Development of chiral bisphosphoric acid/boronic acid co-catalyst system for enantioselective S_N2’ reaction

An enantioselective intramolecular S_N2’ reaction of geometrically defined allylic substrates was developed by introducing a co-catalyst system composed of chiral bisphosphoric acid and phenylboronic acid. In the enantioselective nucleophilic substitution reaction using chiral phosphoric acids and derivatives (CPAs) as the catalyst, the formation of the corresponding CPA ester, which is afforded through the S_N2 reaction of the substrate with the nucleophilic phosphate anion generated during the activation of a leaving group, has been a serious problem because of the catalyst deactivation. The developed co-catalyst system surmounted this fundamental problem by efficiently suppressing the catalyst deactivation process to afford enantioenriched vinyl epoxides in good yields with moderate to high enantioselectivities.
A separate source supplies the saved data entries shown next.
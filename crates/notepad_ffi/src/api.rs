//! FFI intent API for the Flutter note window.
//!
//! # Responsibility
//! - Expose add/rename/edit/delete/list/load intents as sync calls.
//! - Own the single process-wide `NoteStore`; the UI never touches the
//!   collection directly.
//!
//! # Invariants
//! - Exported functions must not panic across the FFI boundary.
//! - Failures carry a stable `error_code` plus a human-readable message.
//! - The UI refreshes its list from `notes_list` after any `ok` mutation.

use notepad_core::{
    core_version as core_version_inner, init_logging as init_logging_inner, ping as ping_inner,
    JsonNoteFile, Note, NoteStore, StoreError, DEFAULT_NOTES_PATH,
};
use std::path::PathBuf;
use std::sync::{Mutex, MutexGuard, OnceLock};

const NOTES_PATH_ENV: &str = "NOTEPAD_DATA_PATH";
static NOTES_PATH: OnceLock<PathBuf> = OnceLock::new();
static NOTE_STORE: OnceLock<Mutex<NoteStore<JsonNoteFile>>> = OnceLock::new();

/// Minimal health-check API for FRB smoke integration.
///
/// # FFI contract
/// - Sync call, non-blocking.
/// - Never throws; always returns a UTF-8 string.
#[flutter_rust_bridge::frb(sync)]
pub fn ping() -> String {
    ping_inner().to_owned()
}

/// Expose core crate version through FFI.
#[flutter_rust_bridge::frb(sync)]
pub fn core_version() -> String {
    core_version_inner().to_owned()
}

/// Initializes Rust core logging once per process.
///
/// Input semantics:
/// - `level`: one of `trace|debug|info|warn|error` (case-insensitive).
/// - `log_dir`: absolute directory path where rolling logs are written.
///
/// # FFI contract
/// - Safe to call repeatedly with the same `level + log_dir`.
/// - Returns empty string on success and error message on failure.
#[flutter_rust_bridge::frb(sync)]
pub fn init_logging(level: String, log_dir: String) -> String {
    match init_logging_inner(level.as_str(), log_dir.as_str()) {
        Ok(()) => String::new(),
        Err(err) => err,
    }
}

/// One note as rendered by the list and editor.
#[derive(Debug, Clone, PartialEq, Eq)]
pub struct NoteItem {
    pub title: String,
    pub content: String,
    /// RFC 3339 UTC creation time.
    pub created_at: String,
}

/// Result envelope for note intents.
#[derive(Debug, Clone, PartialEq, Eq)]
pub struct NoteActionResponse {
    /// Whether the intent completed (mutation applied and saved).
    pub ok: bool,
    /// Stable failure code, `None` on success.
    pub error_code: Option<String>,
    /// Human-readable message for dialogs/diagnostics.
    pub message: String,
    /// Note affected by the intent, when there is one.
    pub note: Option<NoteItem>,
    /// Recovery copy written when the backing file was corrupt.
    pub backup_path: Option<String>,
}

impl NoteActionResponse {
    fn success(message: impl Into<String>, note: Option<NoteItem>) -> Self {
        Self {
            ok: true,
            error_code: None,
            message: message.into(),
            note,
            backup_path: None,
        }
    }

    fn failure(action: &str, err: &StoreError) -> Self {
        let backup_path = match err {
            StoreError::CorruptStore(corrupt) => corrupt
                .backup_path
                .as_ref()
                .map(|path| path.display().to_string()),
            _ => None,
        };
        Self {
            ok: false,
            error_code: Some(error_code(err).to_string()),
            message: format!("{action} failed: {err}"),
            note: None,
            backup_path,
        }
    }
}

/// Loads notes from the backing file, replacing the in-memory list.
///
/// # FFI contract
/// - Missing or empty file succeeds with an empty list.
/// - Corrupt file returns `error_code = corrupt_store`, sets `backup_path`
///   and leaves the list empty; the UI shows a warning and keeps running.
#[flutter_rust_bridge::frb(sync)]
pub fn notes_load() -> NoteActionResponse {
    with_store("notes_load", |store| {
        store
            .load()
            .map(|count| NoteActionResponse::success(format!("Loaded {count} note(s)."), None))
    })
}

/// Creates a note; fails with `duplicate_title` when the title is taken.
#[flutter_rust_bridge::frb(sync)]
pub fn note_add(title: String, content: String) -> NoteActionResponse {
    with_store("note_add", |store| {
        store
            .add(title, content)
            .map(|note| NoteActionResponse::success("Note created.", Some(to_note_item(&note))))
    })
}

/// Renames a note; unknown `old_title` is a successful no-op.
#[flutter_rust_bridge::frb(sync)]
pub fn note_rename(old_title: String, new_title: String) -> NoteActionResponse {
    with_store("note_rename", |store| {
        store.rename(old_title.as_str(), new_title.as_str())?;
        let renamed = store.get(new_title.as_str()).map(to_note_item);
        Ok(NoteActionResponse::success("Note renamed.", renamed))
    })
}

/// Saves editor content; unknown `title` (no selection) is a successful no-op.
///
/// Called on every content-edit event.
#[flutter_rust_bridge::frb(sync)]
pub fn note_update_content(title: String, content: String) -> NoteActionResponse {
    with_store("note_update_content", |store| {
        store.update_content(title.as_str(), content)?;
        let updated = store.get(title.as_str()).map(to_note_item);
        Ok(NoteActionResponse::success("Note saved.", updated))
    })
}

/// Deletes a note; unknown `title` is a successful no-op.
#[flutter_rust_bridge::frb(sync)]
pub fn note_delete(title: String) -> NoteActionResponse {
    with_store("note_delete", |store| {
        let removed = store.delete(title.as_str())?;
        Ok(NoteActionResponse::success(
            format!("Deleted {removed} note(s)."),
            None,
        ))
    })
}

/// Returns the current notes in display order.
#[flutter_rust_bridge::frb(sync)]
pub fn notes_list() -> Vec<NoteItem> {
    lock_store().notes().iter().map(to_note_item).collect()
}

/// Returns one note by exact title.
#[flutter_rust_bridge::frb(sync)]
pub fn note_get(title: String) -> Option<NoteItem> {
    lock_store().get(title.as_str()).map(to_note_item)
}

fn error_code(err: &StoreError) -> &'static str {
    match err {
        StoreError::DuplicateTitle(_) => "duplicate_title",
        StoreError::EmptyTitle => "empty_title",
        StoreError::CorruptStore(_) => "corrupt_store",
        StoreError::Persistence(_) => "persistence_failed",
        StoreError::Unreadable(_) => "unreadable_store",
    }
}

fn resolve_notes_path() -> PathBuf {
    NOTES_PATH
        .get_or_init(|| {
            if let Ok(raw) = std::env::var(NOTES_PATH_ENV) {
                let trimmed = raw.trim();
                if !trimmed.is_empty() {
                    return PathBuf::from(trimmed);
                }
            }
            default_notes_path()
        })
        .clone()
}

#[cfg(not(test))]
fn default_notes_path() -> PathBuf {
    PathBuf::from(DEFAULT_NOTES_PATH)
}

/// Test runs share one scratch directory, cleared when the store is first
/// opened so leftovers from earlier runs do not pile up.
#[cfg(test)]
fn default_notes_path() -> PathBuf {
    let root = test_scratch_dir();
    let _ = std::fs::remove_dir_all(&root);
    root.join(DEFAULT_NOTES_PATH)
}

#[cfg(test)]
fn test_scratch_dir() -> PathBuf {
    std::env::temp_dir().join("notepad-ffi-tests")
}

fn lock_store() -> MutexGuard<'static, NoteStore<JsonNoteFile>> {
    let store = NOTE_STORE.get_or_init(|| Mutex::new(NoteStore::open(resolve_notes_path())));
    // Recover a poisoned lock; panics must not cross FFI.
    store.lock().unwrap_or_else(|poisoned| poisoned.into_inner())
}

fn with_store(
    action: &str,
    f: impl FnOnce(&mut NoteStore<JsonNoteFile>) -> Result<NoteActionResponse, StoreError>,
) -> NoteActionResponse {
    let mut store = lock_store();
    let result = f(&mut *store);
    respond(action, result)
}

/// Converts a store result into the envelope returned across FFI.
fn respond(action: &str, result: Result<NoteActionResponse, StoreError>) -> NoteActionResponse {
    match result {
        Ok(response) => response,
        Err(err) => {
            log::warn!(
                "event=ffi_call module=ffi status=error action={} error_code={}",
                action,
                error_code(&err)
            );
            NoteActionResponse::failure(action, &err)
        }
    }
}

fn to_note_item(note: &Note) -> NoteItem {
    let record = note.to_record();
    NoteItem {
        title: record.title,
        content: record.content,
        created_at: record.created_at,
    }
}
Mechanistic elucidation of the present enantioselective intramolecular S_N2’ reaction using the co-catalyst system revealed that the leaving group is involved in the enantio-determining transition states, and the anti-S_N2’ pathway is considered to be the rational mechanism of the present allylic substitution reaction. In addition, the stereospecific Meinwald rearrangement of the thus-formed enantioenriched vinyl epoxide was aided by an equimolar amount of a Lewis acid, affording the corresponding all-carbon quaternary α-vinyl cyclohexanone without marked loss of enantiomeric purity.